##### Provided data
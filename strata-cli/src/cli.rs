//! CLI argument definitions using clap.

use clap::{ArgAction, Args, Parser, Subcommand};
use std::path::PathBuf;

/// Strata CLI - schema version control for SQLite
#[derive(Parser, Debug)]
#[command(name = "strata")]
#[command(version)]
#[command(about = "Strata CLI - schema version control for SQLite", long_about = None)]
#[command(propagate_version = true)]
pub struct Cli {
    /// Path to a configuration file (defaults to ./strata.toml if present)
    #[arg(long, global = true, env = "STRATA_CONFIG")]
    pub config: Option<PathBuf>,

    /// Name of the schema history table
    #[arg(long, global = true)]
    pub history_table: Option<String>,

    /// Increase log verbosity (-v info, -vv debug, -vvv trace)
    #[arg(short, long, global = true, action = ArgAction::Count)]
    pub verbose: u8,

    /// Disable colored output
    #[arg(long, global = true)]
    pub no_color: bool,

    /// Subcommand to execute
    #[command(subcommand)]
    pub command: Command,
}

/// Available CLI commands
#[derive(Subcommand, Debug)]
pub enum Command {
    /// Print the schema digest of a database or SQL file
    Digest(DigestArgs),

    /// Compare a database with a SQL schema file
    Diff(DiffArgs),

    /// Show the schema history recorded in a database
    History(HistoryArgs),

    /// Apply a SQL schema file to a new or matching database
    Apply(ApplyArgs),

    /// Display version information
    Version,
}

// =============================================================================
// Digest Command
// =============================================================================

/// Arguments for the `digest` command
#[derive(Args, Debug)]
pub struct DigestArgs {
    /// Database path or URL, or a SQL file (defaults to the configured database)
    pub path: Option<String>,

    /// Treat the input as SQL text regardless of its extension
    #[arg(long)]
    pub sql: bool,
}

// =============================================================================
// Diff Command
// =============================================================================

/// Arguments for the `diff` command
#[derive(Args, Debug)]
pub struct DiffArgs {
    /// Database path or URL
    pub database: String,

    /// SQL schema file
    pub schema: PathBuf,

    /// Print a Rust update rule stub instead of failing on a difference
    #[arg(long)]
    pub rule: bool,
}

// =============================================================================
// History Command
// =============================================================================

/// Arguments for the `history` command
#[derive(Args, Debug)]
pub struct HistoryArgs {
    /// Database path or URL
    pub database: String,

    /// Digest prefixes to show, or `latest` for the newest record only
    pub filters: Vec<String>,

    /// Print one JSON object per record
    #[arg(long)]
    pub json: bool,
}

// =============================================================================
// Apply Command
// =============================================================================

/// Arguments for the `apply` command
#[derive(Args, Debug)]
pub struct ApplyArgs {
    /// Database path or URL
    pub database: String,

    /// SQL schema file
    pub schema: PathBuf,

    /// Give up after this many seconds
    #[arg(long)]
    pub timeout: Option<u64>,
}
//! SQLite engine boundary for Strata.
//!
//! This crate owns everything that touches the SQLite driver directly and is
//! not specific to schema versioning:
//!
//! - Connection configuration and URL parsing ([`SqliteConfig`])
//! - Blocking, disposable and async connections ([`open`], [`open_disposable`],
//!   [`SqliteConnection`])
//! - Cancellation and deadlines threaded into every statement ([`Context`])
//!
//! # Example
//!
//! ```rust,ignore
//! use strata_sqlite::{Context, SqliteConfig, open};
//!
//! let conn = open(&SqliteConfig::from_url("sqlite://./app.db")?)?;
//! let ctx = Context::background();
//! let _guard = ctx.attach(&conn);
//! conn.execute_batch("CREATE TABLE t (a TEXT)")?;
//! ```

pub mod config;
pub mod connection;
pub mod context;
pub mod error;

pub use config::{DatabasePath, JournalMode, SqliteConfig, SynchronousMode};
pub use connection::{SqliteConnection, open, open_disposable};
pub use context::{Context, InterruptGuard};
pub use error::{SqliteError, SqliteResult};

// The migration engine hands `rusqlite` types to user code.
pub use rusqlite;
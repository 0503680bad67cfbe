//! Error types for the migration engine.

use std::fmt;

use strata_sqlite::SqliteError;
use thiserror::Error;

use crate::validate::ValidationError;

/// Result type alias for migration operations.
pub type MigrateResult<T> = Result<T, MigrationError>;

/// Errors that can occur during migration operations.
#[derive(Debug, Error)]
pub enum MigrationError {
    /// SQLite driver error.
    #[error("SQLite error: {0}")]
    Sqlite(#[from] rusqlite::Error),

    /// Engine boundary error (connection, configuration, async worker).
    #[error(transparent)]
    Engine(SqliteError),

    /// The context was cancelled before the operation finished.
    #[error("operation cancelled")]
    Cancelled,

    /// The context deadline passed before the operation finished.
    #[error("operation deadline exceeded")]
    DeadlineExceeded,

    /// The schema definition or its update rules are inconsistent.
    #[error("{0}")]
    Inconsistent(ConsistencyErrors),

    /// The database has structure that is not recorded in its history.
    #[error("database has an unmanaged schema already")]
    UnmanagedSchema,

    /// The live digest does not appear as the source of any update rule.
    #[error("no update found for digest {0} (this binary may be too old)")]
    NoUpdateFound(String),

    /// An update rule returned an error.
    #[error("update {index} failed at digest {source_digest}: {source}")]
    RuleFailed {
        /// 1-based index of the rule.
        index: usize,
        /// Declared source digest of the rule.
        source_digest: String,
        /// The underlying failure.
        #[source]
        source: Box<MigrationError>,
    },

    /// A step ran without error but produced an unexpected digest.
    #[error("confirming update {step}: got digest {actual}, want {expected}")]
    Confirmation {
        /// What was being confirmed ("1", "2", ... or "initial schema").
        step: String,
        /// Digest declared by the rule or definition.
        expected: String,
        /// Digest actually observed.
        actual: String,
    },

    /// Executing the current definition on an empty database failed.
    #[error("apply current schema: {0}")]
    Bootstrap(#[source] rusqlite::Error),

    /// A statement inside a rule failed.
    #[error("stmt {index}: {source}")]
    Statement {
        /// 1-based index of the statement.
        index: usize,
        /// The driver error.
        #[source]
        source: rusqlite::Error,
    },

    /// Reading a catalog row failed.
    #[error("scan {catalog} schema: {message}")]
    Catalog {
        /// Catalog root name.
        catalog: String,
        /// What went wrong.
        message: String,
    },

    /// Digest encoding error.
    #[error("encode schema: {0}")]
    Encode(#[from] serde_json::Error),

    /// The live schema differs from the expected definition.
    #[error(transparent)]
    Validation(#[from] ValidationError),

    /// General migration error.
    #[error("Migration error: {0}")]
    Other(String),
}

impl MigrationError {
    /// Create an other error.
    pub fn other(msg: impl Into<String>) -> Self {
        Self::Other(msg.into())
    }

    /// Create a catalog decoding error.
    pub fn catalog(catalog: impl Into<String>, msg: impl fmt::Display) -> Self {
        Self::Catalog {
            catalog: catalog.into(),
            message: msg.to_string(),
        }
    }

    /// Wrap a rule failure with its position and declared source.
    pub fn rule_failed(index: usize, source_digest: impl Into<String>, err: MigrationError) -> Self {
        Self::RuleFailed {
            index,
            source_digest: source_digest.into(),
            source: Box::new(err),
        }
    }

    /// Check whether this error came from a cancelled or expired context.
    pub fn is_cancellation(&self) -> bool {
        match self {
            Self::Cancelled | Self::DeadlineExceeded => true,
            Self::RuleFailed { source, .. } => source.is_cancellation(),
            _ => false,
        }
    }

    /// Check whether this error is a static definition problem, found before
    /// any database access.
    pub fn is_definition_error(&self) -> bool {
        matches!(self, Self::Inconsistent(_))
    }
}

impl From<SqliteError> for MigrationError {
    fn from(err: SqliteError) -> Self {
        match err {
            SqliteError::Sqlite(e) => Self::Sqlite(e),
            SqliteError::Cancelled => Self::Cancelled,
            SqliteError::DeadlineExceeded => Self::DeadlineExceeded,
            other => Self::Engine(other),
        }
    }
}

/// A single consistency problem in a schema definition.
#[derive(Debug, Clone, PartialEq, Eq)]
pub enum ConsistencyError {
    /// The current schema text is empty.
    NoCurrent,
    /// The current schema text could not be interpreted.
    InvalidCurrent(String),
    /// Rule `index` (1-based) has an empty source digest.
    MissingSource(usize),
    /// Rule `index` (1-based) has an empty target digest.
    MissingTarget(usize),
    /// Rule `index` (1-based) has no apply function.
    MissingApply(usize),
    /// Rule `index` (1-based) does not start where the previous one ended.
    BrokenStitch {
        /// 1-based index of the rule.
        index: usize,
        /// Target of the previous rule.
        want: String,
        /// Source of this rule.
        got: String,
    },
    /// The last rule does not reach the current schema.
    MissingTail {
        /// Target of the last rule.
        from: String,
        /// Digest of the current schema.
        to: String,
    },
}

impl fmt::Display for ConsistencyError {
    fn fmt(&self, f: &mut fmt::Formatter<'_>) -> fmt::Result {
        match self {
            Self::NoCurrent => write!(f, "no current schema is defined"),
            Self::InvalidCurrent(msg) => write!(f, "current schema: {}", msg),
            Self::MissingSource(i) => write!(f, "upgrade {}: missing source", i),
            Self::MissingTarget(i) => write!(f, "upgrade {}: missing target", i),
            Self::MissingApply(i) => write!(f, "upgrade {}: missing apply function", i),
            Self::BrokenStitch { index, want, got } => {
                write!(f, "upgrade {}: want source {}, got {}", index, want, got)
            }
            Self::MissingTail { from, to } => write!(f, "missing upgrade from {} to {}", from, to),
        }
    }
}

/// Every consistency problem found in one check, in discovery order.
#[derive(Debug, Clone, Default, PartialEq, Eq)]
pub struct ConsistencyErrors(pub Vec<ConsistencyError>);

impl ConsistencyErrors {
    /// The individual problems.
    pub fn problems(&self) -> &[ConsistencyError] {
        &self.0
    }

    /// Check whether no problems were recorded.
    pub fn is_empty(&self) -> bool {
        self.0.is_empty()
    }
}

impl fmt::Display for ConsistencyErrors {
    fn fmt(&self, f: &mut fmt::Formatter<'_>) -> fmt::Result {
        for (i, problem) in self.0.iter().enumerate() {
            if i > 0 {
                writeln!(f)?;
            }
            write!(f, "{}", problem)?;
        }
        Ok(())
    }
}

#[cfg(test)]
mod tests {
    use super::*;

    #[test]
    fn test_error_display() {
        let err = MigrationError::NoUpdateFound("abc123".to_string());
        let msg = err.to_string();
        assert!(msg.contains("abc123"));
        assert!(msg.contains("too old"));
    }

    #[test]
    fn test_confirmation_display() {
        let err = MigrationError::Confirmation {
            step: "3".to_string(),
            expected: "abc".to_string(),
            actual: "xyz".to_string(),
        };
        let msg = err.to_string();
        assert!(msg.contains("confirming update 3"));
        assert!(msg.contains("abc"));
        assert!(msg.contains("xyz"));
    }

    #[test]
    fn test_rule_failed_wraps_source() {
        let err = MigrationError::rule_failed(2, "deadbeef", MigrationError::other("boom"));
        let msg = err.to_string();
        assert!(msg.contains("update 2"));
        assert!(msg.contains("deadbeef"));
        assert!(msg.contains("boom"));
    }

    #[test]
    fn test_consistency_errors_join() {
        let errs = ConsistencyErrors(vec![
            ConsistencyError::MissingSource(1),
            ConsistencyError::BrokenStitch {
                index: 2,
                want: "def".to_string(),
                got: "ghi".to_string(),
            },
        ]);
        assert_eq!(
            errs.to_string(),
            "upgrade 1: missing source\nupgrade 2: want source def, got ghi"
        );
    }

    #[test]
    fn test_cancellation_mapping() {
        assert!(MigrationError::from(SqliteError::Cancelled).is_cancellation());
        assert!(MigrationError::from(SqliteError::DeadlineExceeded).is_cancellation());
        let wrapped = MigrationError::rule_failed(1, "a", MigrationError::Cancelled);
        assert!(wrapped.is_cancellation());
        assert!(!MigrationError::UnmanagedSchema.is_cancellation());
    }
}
##########
▶ _Exercise requirements_
Which lines of the data include "Option"? Copy each of them.

▶ _Solution for this problem_
    pub config: Option<PathBuf>,
    pub history_table: Option<String>,
    pub path: Option<String>,
    pub timeout: Option<u64>,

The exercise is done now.